Data to examine:
○ ○ ○
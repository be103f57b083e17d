//! Account service: registration, login and profile updates
//!
//! Provides:
//! - Password hashing with bcrypt (fixed cost, random per-user salt)
//! - Login that never reveals whether a username exists
//! - Username / picture updates keyed by the current username

use bcrypt::{hash, verify};
use thiserror::Error;

use crate::db::{CreateUser, Database, ProfileUpdate, StoreError, UserRecord};

/// bcrypt work factor used for every stored password
pub const BCRYPT_COST: u32 = 10;

/// Failures of account operations, independent of how they are reported
#[derive(Debug, Error)]
pub enum AccountError {
    #[error("Username already in use.")]
    UsernameTaken,

    #[error("New username is already in use by another user.")]
    NewUsernameTaken,

    #[error("User not found.")]
    UserNotFound,

    /// Unknown user or wrong password; the two are never distinguished
    #[error("Invalid username or password.")]
    InvalidCredentials,

    #[error(transparent)]
    Store(#[from] StoreError),

    #[error("{0}")]
    Password(String),
}

/// Registration input, already checked for presence
#[derive(Debug, Clone)]
pub struct RegisterInput {
    pub username: String,
    pub password: String,
    pub profile_pic_base64: String,
}

/// User data that is safe to hand back to clients
#[derive(Debug, Clone, PartialEq, Eq)]
pub struct PublicUser {
    pub username: String,
    pub profile_pic_base64: Option<String>,
}

impl From<UserRecord> for PublicUser {
    fn from(user: UserRecord) -> Self {
        Self {
            username: user.username,
            profile_pic_base64: Some(user.profile_pic_base64),
        }
    }
}

#[derive(Clone)]
pub struct AccountService {
    db: Database,
}

impl AccountService {
    pub fn new(db: Database) -> Self {
        Self { db }
    }

    // ========================================================================
    // Registration
    // ========================================================================

    /// Hash the password and insert the new user
    pub async fn register(&self, input: RegisterInput) -> Result<(), AccountError> {
        let password_hash = hash_password(input.password).await?;

        let created = self
            .db
            .users()
            .create(CreateUser {
                username: input.username.clone(),
                password_hash,
                profile_pic_base64: input.profile_pic_base64,
            })
            .await;

        match created {
            Ok(id) => {
                tracing::info!(user_id = id, username = %input.username, "User registered");
                Ok(())
            }
            Err(StoreError::UniqueViolation(_)) => Err(AccountError::UsernameTaken),
            Err(e) => Err(e.into()),
        }
    }

    // ========================================================================
    // Login
    // ========================================================================

    /// Check credentials and return the user's public profile
    pub async fn login(&self, username: &str, password: &str) -> Result<PublicUser, AccountError> {
        let user = match self.db.users().get_by_username(username).await? {
            Some(u) => u,
            None => {
                tracing::debug!("Login rejected");
                return Err(AccountError::InvalidCredentials);
            }
        };

        if !verify_password(password.to_string(), user.password_hash.clone()).await? {
            tracing::debug!("Login rejected");
            return Err(AccountError::InvalidCredentials);
        }

        Ok(user.into())
    }

    // ========================================================================
    // Profile
    // ========================================================================

    /// Rename the user and optionally replace the picture.
    ///
    /// The returned profile carries the picture only when it was replaced; the stored one
    /// is not read back.
    pub async fn update_profile(
        &self,
        current_username: &str,
        update: ProfileUpdate,
    ) -> Result<PublicUser, AccountError> {
        let affected = match self
            .db
            .users()
            .update_profile(current_username, &update)
            .await
        {
            Ok(n) => n,
            Err(StoreError::UniqueViolation(_)) => return Err(AccountError::NewUsernameTaken),
            Err(e) => return Err(e.into()),
        };

        if affected == 0 {
            return Err(AccountError::UserNotFound);
        }

        tracing::info!(
            from = %current_username,
            to = %update.new_username(),
            picture_changed = update.profile_pic_base64().is_some(),
            "Profile updated"
        );

        Ok(PublicUser {
            username: update.new_username().to_string(),
            profile_pic_base64: update.profile_pic_base64().map(str::to_string),
        })
    }
}

// ============================================================================
// Password helpers
// ============================================================================

/// Hash a password with bcrypt on the blocking pool
pub async fn hash_password(password: String) -> Result<String, AccountError> {
    tokio::task::spawn_blocking(move || hash(password, BCRYPT_COST))
        .await
        .map_err(|e| AccountError::Password(format!("Password hashing task failed: {}", e)))?
        .map_err(|e| AccountError::Password(format!("Failed to hash password: {}", e)))
}

/// Verify a password against a stored bcrypt hash
pub async fn verify_password(password: String, password_hash: String) -> Result<bool, AccountError> {
    tokio::task::spawn_blocking(move || verify(password, &password_hash))
        .await
        .map_err(|e| AccountError::Password(format!("Password verification task failed: {}", e)))?
        .map_err(|e| AccountError::Password(format!("Failed to verify password: {}", e)))
}
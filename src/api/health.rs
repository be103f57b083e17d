//! Health check endpoints

use axum::{Json, Router, extract::State, routing::get};
use serde::Serialize;

use crate::AppState;
use crate::db::schema::{USERS_TABLE, table_exists};

#[derive(Serialize)]
pub struct HealthResponse {
    pub status: &'static str,
    pub version: &'static str,
}

#[derive(Serialize)]
pub struct ReadyResponse {
    pub ready: bool,
    pub database: bool,
    pub schema: bool,
}

/// Health check - always returns OK if the server is running
async fn healthz() -> Json<HealthResponse> {
    Json(HealthResponse {
        status: "healthy",
        version: env!("CARGO_PKG_VERSION"),
    })
}

/// Readiness check - database reachable and `users` table in place
async fn readyz(State(state): State<AppState>) -> Json<ReadyResponse> {
    let database = sqlx::query("SELECT 1")
        .fetch_one(state.db.pool())
        .await
        .is_ok();

    let schema = database
        && table_exists(state.db.pool(), USERS_TABLE)
            .await
            .unwrap_or(false);

    Json(ReadyResponse {
        ready: database && schema,
        database,
        schema,
    })
}

pub fn router() -> Router<AppState> {
    Router::new()
        .route("/healthz", get(healthz))
        .route("/readyz", get(readyz))
}
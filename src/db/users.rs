//! Users repository
//!
//! Every statement against the `users` table goes through here. Driver errors are
//! classified on the way out so callers only ever see [StoreError].

use sqlx::SqlitePool as Pool;
use thiserror::Error;

// ============================================================================
// Errors
// ============================================================================

#[derive(Debug, Error)]
pub enum StoreError {
    /// The statement would duplicate a value in a UNIQUE column
    #[error("unique constraint violated: {0}")]
    UniqueViolation(String),

    #[error(transparent)]
    Database(sqlx::Error),
}

impl From<sqlx::Error> for StoreError {
    fn from(err: sqlx::Error) -> Self {
        let unique = err
            .as_database_error()
            .filter(|db_err| db_err.is_unique_violation())
            .map(|db_err| db_err.message().to_string());

        match unique {
            Some(message) => StoreError::UniqueViolation(message),
            None => StoreError::Database(err),
        }
    }
}

// ============================================================================
// Records
// ============================================================================

#[derive(Debug, Clone)]
pub struct UserRecord {
    pub id: i64,
    pub username: String,
    pub password_hash: String,
    pub profile_pic_base64: String,
}

#[derive(Debug, Clone)]
pub struct CreateUser {
    pub username: String,
    pub password_hash: String,
    pub profile_pic_base64: String,
}

/// Which columns an update-profile request touches.
///
/// Each variant maps to one fixed statement.
#[derive(Debug, Clone, PartialEq, Eq)]
pub enum ProfileUpdate {
    UsernameOnly {
        new_username: String,
    },
    UsernameAndPicture {
        new_username: String,
        profile_pic_base64: String,
    },
}

impl ProfileUpdate {
    /// Pick the variant from an optional new picture
    pub fn new(new_username: String, profile_pic_base64: Option<String>) -> Self {
        match profile_pic_base64 {
            Some(profile_pic_base64) => ProfileUpdate::UsernameAndPicture {
                new_username,
                profile_pic_base64,
            },
            None => ProfileUpdate::UsernameOnly { new_username },
        }
    }

    pub fn new_username(&self) -> &str {
        match self {
            ProfileUpdate::UsernameOnly { new_username }
            | ProfileUpdate::UsernameAndPicture { new_username, .. } => new_username,
        }
    }

    pub fn profile_pic_base64(&self) -> Option<&str> {
        match self {
            ProfileUpdate::UsernameOnly { .. } => None,
            ProfileUpdate::UsernameAndPicture {
                profile_pic_base64, ..
            } => Some(profile_pic_base64),
        }
    }
}

// ============================================================================
// Repository
// ============================================================================

pub struct UsersRepository {
    pool: Pool,
}

impl UsersRepository {
    pub fn new(pool: Pool) -> Self {
        Self { pool }
    }

    /// Insert a new user, returning its generated id
    pub async fn create(&self, user: CreateUser) -> Result<i64, StoreError> {
        let result = sqlx::query(
            "INSERT INTO users (username, password, profile_pic_base64) VALUES (?, ?, ?)",
        )
        .bind(&user.username)
        .bind(&user.password_hash)
        .bind(&user.profile_pic_base64)
        .execute(&self.pool)
        .await?;

        Ok(result.last_insert_rowid())
    }

    /// Get user by username (exact match)
    pub async fn get_by_username(&self, username: &str) -> Result<Option<UserRecord>, StoreError> {
        let row = sqlx::query_as::<_, (i64, String, String, String)>(
            "SELECT id, username, password, profile_pic_base64 FROM users WHERE username = ?",
        )
        .bind(username)
        .fetch_optional(&self.pool)
        .await?;

        Ok(row.map(|r| UserRecord {
            id: r.0,
            username: r.1,
            password_hash: r.2,
            profile_pic_base64: r.3,
        }))
    }

    /// Apply a profile update to the row named `current_username`.
    ///
    /// Returns the number of rows affected; zero means no such user.
    pub async fn update_profile(
        &self,
        current_username: &str,
        update: &ProfileUpdate,
    ) -> Result<u64, StoreError> {
        let result = match update {
            ProfileUpdate::UsernameOnly { new_username } => {
                sqlx::query("UPDATE users SET username = ? WHERE username = ?")
                    .bind(new_username)
                    .bind(current_username)
                    .execute(&self.pool)
                    .await?
            }
            ProfileUpdate::UsernameAndPicture {
                new_username,
                profile_pic_base64,
            } => {
                sqlx::query(
                    "UPDATE users SET username = ?, profile_pic_base64 = ? WHERE username = ?",
                )
                .bind(new_username)
                .bind(profile_pic_base64)
                .bind(current_username)
                .execute(&self.pool)
                .await?
            }
        };

        Ok(result.rows_affected())
    }
}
○ ○ ○
Task description: Reproduce every line of the entries above, unchanged, from the very first one down to and including the line containing "pub enum AccountError".

Answer section:
repository be103f57b083e17d
//! Account service: registration, login and profile updates
//!
//! Provides:
//! - Password hashing with bcrypt (fixed cost, random per-user salt)
//! - Login that never reveals whether a username exists
//! - Username / picture updates keyed by the current username

use bcrypt::{hash, verify};
use thiserror::Error;

use crate::db::{CreateUser, Database, ProfileUpdate, StoreError, UserRecord};

/// bcrypt work factor used for every stored password
pub const BCRYPT_COST: u32 = 10;

/// Failures of account operations, independent of how they are reported
#[derive(Debug, Error)]
pub enum AccountError {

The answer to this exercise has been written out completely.